Malaysia has told Lynas, the Australian company operating a rare earth elements processing plant on the country’s east coast, that it must remove the radioactive waste that accumulated as a result of its activities over the past six years if it wants to continue to operate.
The “management of the waste residue from the Lynas Advanced Materials Plant (LAMP) should be given priority to ensure the wellbeing of the community and the environment”, the Ministry of Energy, Science, Technology, Environment and Climate Change said in a statement.
The residue, some of it radioactive, has been building up at an open landfill at the Lynas site near the city of Kuantan since the processing plant started operations in 2012.
“The Ministry is concerned with the increasing risk of arising from the continued accumulation of residue without a viable solution to manage its accumulation in the near-term,” the statement continued.
“For this reason, the Ministry will not allow the unlimited accumulation of residue at LAMP. The accumulated Water Leached Purification (WLP) Residue, which contains radioactive materials must be removed from Malaysia.”
While Lynas was considering recycling the waste as a soil conditioner, the ministry said the duration of the studies was too short to reach a conclusion on the plan’s safety. It said the waste would need to be removed from Malaysia by September 2, 2019, when Lynas’ temporary storage licence expires.
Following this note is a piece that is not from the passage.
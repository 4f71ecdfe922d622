// Copyright (c) 2025, Jason Jenkins
// SPDX-License-Identifier: BSD-3-Clause

//! Pure helpers shared across the application.

pub mod geometry;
The decision is likely to come as a blow to Lynas. The Australian-listed company had been campaigning hard to convince the review committee, government and the public that the plant was safe. It employs 600 people at the site.
The company said it was too early to comment. “We will release a statement once we have reviewed the report,” it told Al Jazeera.
Lynas had previously said that the processing facility was run on a philosophy of “zero harm”, urging “fairness, objectivity and transparency” in the review.
Rare earths are a crucial component in many of today’s gadgets, including mobile phones, televisions and cars, but there are only a handful of producers around the world.
Malaysia’s decision could have international ramifications, especially since China has already moved to limit domestic rare earths production in the second half of this year.
Lynas’ plant has been controversial from the start, triggering protests by activists and local residents concerned about the effect on public health and the environment.
They welcomed the government’s decision.
“I would say the review committee has assessed the situation correctly,” said Tan Bun Teet, chairman of Save Malaysia, Stop Lynas, which has campaigned against the plant since the beginning.
“They have made a very rational recommendation. For a corporation such as Lynas, operating on a huge scale and producing a large amount of waste, it’s only pertinent that they have a workable and viable plan to manage waste safely.”
The previous government awarded Lynas a temporary operating licence despite the public unease, but the company agreed it would “if necessary, remove from Malaysia all waste generated by the Lynas Advance Material Plant during the temporary operating licence’s period”.
The site currently has WLP residues totalling 451,564 metric tonnes and neutralisation underflow residue (NUF) of 1.113 million metric tonnes, the government said.
WLP is solid waste that contains natural-occurring radioactive material of 6.2 becquerels per gram that Malaysia required to regulate under the Atomic Energy Licensing Act 1984 because its radioactivity exceeds 1bq/g.